In other words, if $I$ is an arbitrary index set, I am wondering how to characterize $$\bigcap_{i \in I} ker \ f_i \subseteq ker \ f.$$ Intuitively, I suspect that the equivalent statement is something like: there exists a finitely additive signed measure $\mu$ on $2^I$ such that for all $x \in X$ $$ f (x) = \int f_i (x) \ \mu(di).$$ But this will be tricky as it involves finitely additive integration of potentially unbounded functions. (Clearly, though, this condition is sufficient for the condition about kernels to hold. The difficulty is in showing that it is also necessary.)
Anyway, surely generalizations of the fundamental theorem of duality have been explored, and any references or pointers would be appreciated.

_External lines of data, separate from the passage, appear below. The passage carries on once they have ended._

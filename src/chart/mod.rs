//! The polar chart engine.
//!
//! [`PolarChart`] owns the projection (and with it the rotational offset)
//! and the drawing-context cache. A redraw invalidates the cache, recomputes
//! it against the host's current plot size, options and data, draws the grid
//! and then hands each tessellated series to the host to stroke.

pub mod grid;
pub mod host;
pub mod label;

pub use host::{HostChart, Plot};

use tracing::debug;

use crate::color::RgbColor;
use crate::config::PolarOptions;
use crate::data::{data_extent, Series};
use crate::polar::{tessellate, ContextCache, ContextKey, DrawingContext, PolarPoint, Projection};
use crate::surface::Surface;
use grid::{draw_angle_mark, draw_background, draw_radius_mark, MarkStyle};

pub struct PolarChart {
    projection: Projection,
    cache: ContextCache,
}

impl PolarChart {
    /// Build a chart; the rotational offset is fixed for its lifetime.
    ///
    /// Later changes to `options.rotational_offset` are not picked up, and
    /// they do not invalidate the cached context either. Build a new chart
    /// to rotate.
    pub fn new(options: &PolarOptions) -> Self {
        Self {
            projection: Projection::new(options.rotational_offset),
            cache: ContextCache::new(),
        }
    }

    pub fn projection(&self) -> &Projection {
        &self.projection
    }

    /// Geometry of the last redraw, if it is still valid.
    pub fn context(&self) -> Option<&DrawingContext> {
        self.cache.current()
    }

    pub fn invalidate(&mut self) {
        self.cache.invalidate();
    }

    /// Compute (or reuse) the drawing context for the host's current state.
    pub fn prepare<H>(&mut self, host: &H, surface: &mut dyn Surface) -> &DrawingContext
    where
        H: HostChart + ?Sized,
    {
        let (width, height) = host.plot_size();
        let options = host.options();
        let key = ContextKey::new(width, height, options, data_extent(host.series()));

        surface.save();
        surface.set_font_size(options.text_size as f64);
        let ctx = self
            .cache
            .get_or_compute(key, |text| surface.measure_text(text));
        surface.restore();
        ctx
    }

    /// Full redraw: background, rings, spokes, then every series.
    pub fn draw<H>(&mut self, host: &H, surface: &mut dyn Surface)
    where
        H: HostChart + ?Sized,
    {
        let options = host.options();
        if !options.show {
            debug!("polar chart disabled, skipping draw");
            return;
        }
        if host.series().is_empty() {
            debug!("no series to draw");
            return;
        }

        self.cache.invalidate();
        let ctx = self.prepare(host, surface).clone();
        let grid = host.grid();
        let offset = self.projection.rotational_offset();

        surface.save();
        surface.translate(ctx.center_left, ctx.center_top);

        draw_background(surface, grid.background_color, ctx.max_radius, &options.stroke);

        let style = MarkStyle {
            line_color: grid.markings_color,
            line_width: grid.markings_line_width / 2.0,
            label_color: grid.label_color,
            text_size: options.text_size as f64,
            background: false,
        };
        for i in 1..=ctx.radial_steps {
            draw_radius_mark(
                surface,
                &self.projection,
                ctx.radial_step * i as f64,
                ctx.scale,
                &style,
            );
        }
        for i in 0..ctx.angle_steps {
            let angle = ctx.angle_step * i as f64 - offset;
            draw_angle_mark(surface, &self.projection, angle, ctx.max_radius, &style, None);
        }

        let min_segment_deg = host.min_segment_deg();
        for series in host.series() {
            let points = tessellate(&series.points, &self.projection, ctx.scale, min_segment_deg);
            host.stroke_polyline(surface, &points, series.color, series.line_width);
        }

        surface.restore();
    }

    /// Polar position of a cursor given in plot coordinates.
    pub fn cursor_polar(&self, x: f64, y: f64) -> Option<PolarPoint> {
        let ctx = self.cache.current()?;
        Some(
            self.projection
                .to_polar(x - ctx.center_left, y - ctx.center_top, ctx.scale),
        )
    }

    /// Highlight the ring and spoke under a cursor given in plot coordinates.
    ///
    /// Draws nothing outside the disc or before the first redraw.
    pub fn draw_cursor<H>(&self, host: &H, surface: &mut dyn Surface, x: f64, y: f64)
    where
        H: HostChart + ?Sized,
    {
        let Some(ctx) = self.cache.current() else {
            return;
        };
        let Some(pos) = self.cursor_polar(x, y) else {
            return;
        };
        let radius = pos.radius * ctx.scale;
        if !(radius < ctx.max_radius) {
            return;
        }

        let options = host.options();
        let grid = host.grid();
        let style = MarkStyle {
            line_color: grid.cursor_color,
            line_width: 1.0,
            label_color: grid.cursor_color,
            text_size: options.text_size as f64,
            background: true,
        };

        surface.save();
        surface.translate(ctx.center_left, ctx.center_top);
        draw_radius_mark(surface, &self.projection, radius, ctx.scale, &style);
        let label = format!("{:.2}", pos.angle);
        draw_angle_mark(
            surface,
            &self.projection,
            pos.angle,
            ctx.max_radius,
            &style,
            Some(&label),
        );
        surface.restore();
    }

    /// Redraw one series over the last redraw in an override color and width.
    ///
    /// Draws nothing before the first redraw.
    pub fn draw_series_highlight<H>(
        &self,
        host: &H,
        surface: &mut dyn Surface,
        series: &Series,
        color: RgbColor,
        line_width: f64,
    ) where
        H: HostChart + ?Sized,
    {
        let Some(ctx) = self.cache.current() else {
            return;
        };
        let points = tessellate(
            &series.points,
            &self.projection,
            ctx.scale,
            host.min_segment_deg(),
        );

        surface.save();
        surface.translate(ctx.center_left, ctx.center_top);
        host.stroke_polyline(surface, &points, color, line_width);
        surface.restore();
    }
}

This is not an answer, but it won't fit as a comment, so I am posting it here. I am hoping that those more expert than I (i.e. almost everyone) can weigh in on this, because I have had the same question since I first encountered this theorem, and have looked around for references, without finding any. An obvious idea is to mimic the usual proof in the finite case, i.e. try to map $X$ into a "nice" vector space, and use the induced map out of this space into $\mathbb R$ to write $f$ as some combination of the $f_i.$
So, take $\pi: X\to \mathbb R^{I}:x\mapsto \prod_{i\in I}f_i(x).$ Since $\bigcap_{i \in I} \text {ker} \ f_i \subseteq \text{ker} \ f,$ there is a properly defined linear map $F$ such that $F\circ \pi=f.$ But as far as I can tell, little else can be said, even if $I$ is countable. The problem is there is no way around the fact that each $f_i\neq 0$ has range all of $\mathbb R$ so $\mathbb R^I$ can not be reduced to a "nice" space, like $\ell^p$ for example.